L'equivoco potrebbe essersi creato quando il giovane, classe 1992, ha invece detto di tenere esposta nel food truck una piccola qualità degli alimenti al solo fine di attrarre i clienti, ma di non averli mai usati per farcire i panini. Secondo la sua versione, la merce era tenuta sigillata in piccoli barattoli di vetro aperti all'occorrenza e conservati nelle celle frigorifere. Ma non per troppo tempo. I sott'oli, principali indiziati della contaminazione, venivano consumati in fretta: con un barattolo, il commerciante riusciva a farcire una decina di panini, non di più, e a volte sarebbe capitato di consumarne anche due o tre in una sola serata. Nel mese di agosto, il lungomare di Diamante è affollato da migliaia di persone.
Le pinze
Gli esami di laboratorio hanno poi portato alla luce un altro aspetto oscuro della vicenda: gli alimenti contaminati non sarebbero soltanto i famigerati broccoli, come pensato all'inizio. Pertanto, gli inquirenti avevano ipotizzato che il venditore ambulante avesse utilizzato una sola pinza per distribuire tutti gli alimenti nei panini. Teoria plausibile, ma che per il momento - siamo ancora nella fase delle indagini preliminari - si scontra con le dichiarazioni dell'indagato, il quale sostiene di averne usata una per ogni diverso alimento, e il ritrovamento effettuato da Nas. Le pinze rinvenute nel furgone sono effettivamente sei e tutte sequestrate per consentire agli incaricati di analizzarle. I militari del nucleo antisofisticazioni, inoltre, hanno mandato ad analizzare coltelli, contenitori, coperchi, spatole, tappi, mestoli e palette.

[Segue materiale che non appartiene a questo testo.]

use super::*;

use anyhow::Result;
use chrono::NaiveDate;
use serde_json::json;
use tempfile::tempdir;

use crate::models::{
    ActivityLevel, BmiCategory, BmiRecord, BmrRecord, CalorieEntry, Gender, HealthDocument,
};

fn date(s: &str) -> NaiveDate {
    s.parse().unwrap()
}

fn bmi_record(day: &str) -> BmiRecord {
    BmiRecord {
        date: date(day),
        weight: 70.0,
        height: 175.0,
        bmi: 22.9,
        category: BmiCategory::Normal,
    }
}

fn bmr_record(day: &str, tdee: i32) -> BmrRecord {
    BmrRecord {
        date: date(day),
        weight: 70.0,
        height: 175.0,
        age: 30,
        gender: Gender::Male,
        activity_level: ActivityLevel::Moderate,
        activity_description: ActivityLevel::Moderate.description().to_string(),
        bmr: 1649,
        tdee,
    }
}

fn entry(food: &str, calories: u32) -> CalorieEntry {
    CalorieEntry {
        food: food.to_string(),
        calories,
    }
}

#[test]
fn test_open_missing_file_starts_empty() -> Result<()> {
    let dir = tempdir()?;
    let repository = HealthRecordRepository::open(dir.path().join("health_data.json"))?;

    assert!(repository.bmi_records()?.is_empty());
    assert!(repository.bmr_records()?.is_empty());
    assert_eq!(repository.total_intake(date("2024-01-05"))?, 0);
    Ok(())
}

#[test]
fn test_open_rejects_invalid_json() -> Result<()> {
    let dir = tempdir()?;
    let path = dir.path().join("health_data.json");
    std::fs::write(&path, "{not json")?;

    let result = HealthRecordRepository::open(&path);
    assert!(matches!(result, Err(RepositoryError::Malformed(_))));
    Ok(())
}

#[test]
fn test_open_rejects_document_with_missing_keys() -> Result<()> {
    let dir = tempdir()?;
    let path = dir.path().join("health_data.json");
    std::fs::write(&path, r#"{"bmi_records": [], "bmr_records": []}"#)?;

    let result = HealthRecordRepository::open(&path);
    assert!(matches!(result, Err(RepositoryError::Malformed(_))));
    Ok(())
}

#[test]
fn test_every_append_rewrites_the_file() -> Result<()> {
    let dir = tempdir()?;
    let path = dir.path().join("health_data.json");
    let repository = HealthRecordRepository::open(&path)?;

    repository.append_bmr(bmr_record("2024-01-01", 2000))?;
    let on_disk = FileStorage::new(&path).load()?;
    assert_eq!(on_disk.bmr_records.len(), 1);

    repository.append_intake(date("2024-01-05"), entry("rice", 300))?;
    let on_disk = FileStorage::new(&path).load()?;
    assert_eq!(on_disk.bmr_records.len(), 1);
    assert_eq!(on_disk.total_intake(date("2024-01-05")), 300);
    Ok(())
}

#[test]
fn test_reopen_sees_persisted_records() -> Result<()> {
    let dir = tempdir()?;
    let path = dir.path().join("health_data.json");

    {
        let repository = HealthRecordRepository::open(&path)?;
        repository.append_bmi(bmi_record("2024-01-02"))?;
        repository.append_bmr(bmr_record("2024-01-01", 2000))?;
        repository.append_intake(date("2024-01-05"), entry("rice", 300))?;
        repository.append_intake(date("2024-01-05"), entry("egg", 80))?;
    }

    let reopened = HealthRecordRepository::open(&path)?;
    assert_eq!(reopened.bmi_records()?, vec![bmi_record("2024-01-02")]);
    assert_eq!(reopened.bmr_records()?, vec![bmr_record("2024-01-01", 2000)]);
    assert_eq!(
        reopened.entries_for(date("2024-01-05"))?,
        vec![entry("rice", 300), entry("egg", 80)]
    );
    Ok(())
}

#[test]
fn test_save_load_round_trip_is_lossless() -> Result<()> {
    let dir = tempdir()?;
    let storage = FileStorage::new(dir.path().join("health_data.json"));

    let mut document = HealthDocument::default();
    document.bmi_records.push(bmi_record("2024-01-02"));
    document.bmr_records.push(bmr_record("2024-01-01", 2556));
    document
        .calorie_intake
        .insert(date("2024-01-05"), vec![entry("rice", 300), entry("rice", 300)]);

    storage.save(&document)?;
    let loaded = storage.load()?;
    assert_eq!(loaded, document);

    // Re-serializing the reloaded document yields the same structured data
    assert_eq!(serde_json::to_value(&loaded)?, serde_json::to_value(&document)?);
    Ok(())
}

#[test]
fn test_persisted_shape_matches_wire_contract() -> Result<()> {
    let dir = tempdir()?;
    let path = dir.path().join("health_data.json");
    let repository = HealthRecordRepository::open(&path)?;

    repository.append_bmi(bmi_record("2024-01-02"))?;
    repository.append_bmr(bmr_record("2024-01-01", 2556))?;
    repository.append_intake(date("2024-01-05"), entry("rice", 300))?;
    repository.append_intake(date("2024-01-05"), entry("egg", 80))?;

    let on_disk: serde_json::Value = serde_json::from_str(&std::fs::read_to_string(&path)?)?;
    assert_eq!(
        on_disk,
        json!({
            "bmi_records": [{
                "date": "2024-01-02",
                "weight": 70.0,
                "height": 175.0,
                "bmi": 22.9,
                "category": "normal"
            }],
            "calorie_intake": {
                "2024-01-05": [
                    {"food": "rice", "calories": 300},
                    {"food": "egg", "calories": 80}
                ]
            },
            "bmr_records": [{
                "date": "2024-01-01",
                "weight": 70.0,
                "height": 175.0,
                "age": 30,
                "gender": "male",
                "activity_level": 3,
                "activity_description": "moderate activity (3-5 days/week)",
                "bmr": 1649,
                "tdee": 2556
            }]
        })
    );
    Ok(())
}

#[test]
fn test_appends_only_grow_collections() -> Result<()> {
    let repository = HealthRecordRepository::in_memory();

    repository.append_bmi(bmi_record("2024-01-02"))?;
    let first = repository.bmi_records()?;

    repository.append_bmi(bmi_record("2024-01-03"))?;
    let second = repository.bmi_records()?;

    assert_eq!(second.len(), 2);
    assert_eq!(&second[..1], &first[..]);
    Ok(())
}

#[test]
fn test_intake_keeps_insertion_order_and_duplicates() -> Result<()> {
    let repository = HealthRecordRepository::in_memory();
    let day = date("2024-01-05");

    repository.append_intake(day, entry("rice", 300))?;
    repository.append_intake(day, entry("egg", 80))?;
    repository.append_intake(day, entry("rice", 300))?;

    assert_eq!(
        repository.entries_for(day)?,
        vec![entry("rice", 300), entry("egg", 80), entry("rice", 300)]
    );
    assert_eq!(repository.total_intake(day)?, 680);
    Ok(())
}

#[test]
fn test_rejected_activity_level_on_load() -> Result<()> {
    let dir = tempdir()?;
    let path = dir.path().join("health_data.json");
    std::fs::write(
        &path,
        r#"{
            "bmi_records": [],
            "calorie_intake": {},
            "bmr_records": [{
                "date": "2024-01-01",
                "weight": 70.0,
                "height": 175.0,
                "age": 30,
                "gender": "male",
                "activity_level": 6,
                "activity_description": "",
                "bmr": 1649,
                "tdee": 2556
            }]
        }"#,
    )?;

    let result = HealthRecordRepository::open(&path);
    assert!(matches!(result, Err(RepositoryError::Malformed(_))));
    Ok(())
}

Dove si era formato il botulino?
Per chiarire ogni aspetto della vicenda e poter dare giustizia alle vittime, in particolare a chi ha pagato con la vita, sarà necessario capire innanzitutto in quale alimento si era formata la tossina botulinica killer. Successivamente, bisognerà capire in che modo. Ma le opzioni non sono molte: o la tossina si è formata con una cattiva conservazione dell'alimento incriminato oppure la tossina era già nel barattolo sigillato. Tesi, quest'ultima, sostenuta anche dal professore di Microbiologia, Andrea Crisanti, intervistato in una nota trasmissione televisiva Mediaset.
Indagini serrate
Ma per arrivare alla verità le ipotesi e le teorie non bastano. Occorrono indagini serie e dettagliate, come quelle che sta portando avanti la dottoressa Maria Porcelli, pubblico ministero in servizio alla procura di Paola e titolare del fascicolo di inchiesta. Per questo, nel registro degli indagati non c'è soltanto il rivenditore ambulante, ma anche i due responsabili delle ditte produttrici dell'alimento presumibilmente contaminato, il cui lotto sotto inchiesta è stato ritirato dal mercato in via precauzionale. L'atto è oltremodo dovuto anche per offrire alle persone coinvolte la massima garanzia alla difesa e la possibilità di prendere parte agli accertamenti tecnici. Le accuse contestate dalla procura di Paola, guidata dal magistrato Domenico Fiordalisi, sono l'omicidio colposo, le lesioni colpose personali e il danno sanitario in relazione alla somministrazione di alimenti nocivi.
Gli altri sei indagati della vicenda sono tutti medici di due diverse strutture sanitarie che hanno avuto in cura Luigi Di Sarno e Tamara D'Acunto. Anche per loro la dottoressa Porcelli ipotizza il reato di omicidio colposo e lesioni colpose personale. Secondo il quadro accusatorio - ancora tutto da accertare - i medici non avrebbero riconosciuto i sintomi dell'intossicazione da botulino, dimettendo i due pazienti senza una precisa diagnosi.
Ad onor di cronaca, bisogna ricordare che tutti gli indagati sono da ritenere innocenti fino a un'eventuale condanna definitiva emessa in ultimo grado di giudizio.